### What the task asks:
Show all lines of the listing that contain the word "crate".

### Material shown:
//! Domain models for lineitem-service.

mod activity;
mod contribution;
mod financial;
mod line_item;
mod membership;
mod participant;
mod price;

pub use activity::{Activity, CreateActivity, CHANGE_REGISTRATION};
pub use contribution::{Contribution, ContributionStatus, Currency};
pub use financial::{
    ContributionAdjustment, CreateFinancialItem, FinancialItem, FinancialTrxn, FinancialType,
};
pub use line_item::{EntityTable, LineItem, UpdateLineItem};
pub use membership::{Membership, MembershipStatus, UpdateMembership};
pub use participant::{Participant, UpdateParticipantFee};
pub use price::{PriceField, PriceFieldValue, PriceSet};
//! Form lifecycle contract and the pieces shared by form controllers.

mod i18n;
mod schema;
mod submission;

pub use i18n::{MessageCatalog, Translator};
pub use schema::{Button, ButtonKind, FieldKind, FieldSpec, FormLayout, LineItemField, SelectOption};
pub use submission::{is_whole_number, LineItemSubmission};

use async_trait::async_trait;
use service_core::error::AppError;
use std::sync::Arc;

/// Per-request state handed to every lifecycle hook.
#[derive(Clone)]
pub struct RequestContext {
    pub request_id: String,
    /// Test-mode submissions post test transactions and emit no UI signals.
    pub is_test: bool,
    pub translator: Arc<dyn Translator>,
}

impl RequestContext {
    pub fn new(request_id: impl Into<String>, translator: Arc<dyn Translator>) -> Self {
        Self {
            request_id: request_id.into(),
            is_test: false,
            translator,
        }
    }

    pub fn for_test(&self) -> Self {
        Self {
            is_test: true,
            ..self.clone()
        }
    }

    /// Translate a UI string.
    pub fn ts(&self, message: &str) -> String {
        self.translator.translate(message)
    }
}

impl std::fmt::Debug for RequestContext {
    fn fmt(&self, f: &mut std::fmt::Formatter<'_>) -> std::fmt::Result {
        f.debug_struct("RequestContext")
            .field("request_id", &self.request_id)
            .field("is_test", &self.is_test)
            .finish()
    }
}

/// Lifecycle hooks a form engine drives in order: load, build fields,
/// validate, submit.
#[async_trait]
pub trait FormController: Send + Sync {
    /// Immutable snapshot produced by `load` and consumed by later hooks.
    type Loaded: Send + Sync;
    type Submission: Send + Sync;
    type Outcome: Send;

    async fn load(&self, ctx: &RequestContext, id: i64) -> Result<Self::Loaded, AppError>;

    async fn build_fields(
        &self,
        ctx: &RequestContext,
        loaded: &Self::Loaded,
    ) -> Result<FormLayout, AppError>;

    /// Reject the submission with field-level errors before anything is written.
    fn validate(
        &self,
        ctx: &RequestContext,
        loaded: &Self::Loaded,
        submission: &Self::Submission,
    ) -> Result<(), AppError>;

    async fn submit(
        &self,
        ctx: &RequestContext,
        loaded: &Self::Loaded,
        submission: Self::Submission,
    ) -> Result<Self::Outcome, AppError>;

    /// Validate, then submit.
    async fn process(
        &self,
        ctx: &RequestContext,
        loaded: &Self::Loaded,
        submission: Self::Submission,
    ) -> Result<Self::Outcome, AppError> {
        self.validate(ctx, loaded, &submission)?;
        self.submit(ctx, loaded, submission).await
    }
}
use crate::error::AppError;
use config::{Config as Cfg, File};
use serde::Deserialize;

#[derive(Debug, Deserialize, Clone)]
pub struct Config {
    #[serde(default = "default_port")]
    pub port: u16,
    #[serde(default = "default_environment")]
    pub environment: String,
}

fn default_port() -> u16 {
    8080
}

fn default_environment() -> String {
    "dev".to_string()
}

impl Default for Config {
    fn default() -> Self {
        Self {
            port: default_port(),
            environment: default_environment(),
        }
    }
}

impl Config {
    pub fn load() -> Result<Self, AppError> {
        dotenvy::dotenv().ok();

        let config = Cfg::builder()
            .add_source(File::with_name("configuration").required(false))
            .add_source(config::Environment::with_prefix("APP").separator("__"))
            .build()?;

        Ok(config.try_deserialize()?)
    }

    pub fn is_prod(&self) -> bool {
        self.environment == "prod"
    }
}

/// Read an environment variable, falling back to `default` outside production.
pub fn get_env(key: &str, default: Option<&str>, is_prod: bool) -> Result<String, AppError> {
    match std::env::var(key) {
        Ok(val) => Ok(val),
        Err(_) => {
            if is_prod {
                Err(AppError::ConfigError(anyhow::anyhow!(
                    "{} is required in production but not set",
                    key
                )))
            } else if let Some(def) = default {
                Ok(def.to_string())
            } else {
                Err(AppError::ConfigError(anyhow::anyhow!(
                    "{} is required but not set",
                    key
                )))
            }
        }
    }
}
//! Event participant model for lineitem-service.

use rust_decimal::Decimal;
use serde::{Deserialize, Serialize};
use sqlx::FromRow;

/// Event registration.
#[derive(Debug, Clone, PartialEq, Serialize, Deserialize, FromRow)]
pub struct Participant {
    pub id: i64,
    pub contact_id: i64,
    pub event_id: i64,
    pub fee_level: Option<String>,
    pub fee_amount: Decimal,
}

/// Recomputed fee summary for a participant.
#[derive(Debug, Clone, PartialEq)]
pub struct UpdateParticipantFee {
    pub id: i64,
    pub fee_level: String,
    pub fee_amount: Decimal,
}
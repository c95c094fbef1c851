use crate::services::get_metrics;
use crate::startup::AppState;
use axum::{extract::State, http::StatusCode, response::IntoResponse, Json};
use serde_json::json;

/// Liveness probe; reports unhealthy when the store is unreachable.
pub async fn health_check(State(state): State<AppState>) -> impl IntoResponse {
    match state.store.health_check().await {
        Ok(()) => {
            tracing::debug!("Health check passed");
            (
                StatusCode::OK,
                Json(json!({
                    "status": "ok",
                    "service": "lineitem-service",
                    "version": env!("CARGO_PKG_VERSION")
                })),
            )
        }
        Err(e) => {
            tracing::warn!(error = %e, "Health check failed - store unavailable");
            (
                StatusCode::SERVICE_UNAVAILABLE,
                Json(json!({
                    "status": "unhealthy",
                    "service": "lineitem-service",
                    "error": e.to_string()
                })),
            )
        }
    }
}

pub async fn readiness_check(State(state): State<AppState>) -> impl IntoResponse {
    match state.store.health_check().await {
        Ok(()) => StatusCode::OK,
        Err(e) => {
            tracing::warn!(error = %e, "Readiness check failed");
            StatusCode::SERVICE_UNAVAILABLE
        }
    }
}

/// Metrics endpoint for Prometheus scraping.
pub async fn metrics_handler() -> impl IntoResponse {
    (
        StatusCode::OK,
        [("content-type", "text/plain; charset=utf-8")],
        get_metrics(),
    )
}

### Solution to the problem:
use crate::error::AppError;
use crate::services::get_metrics;
use crate::startup::AppState;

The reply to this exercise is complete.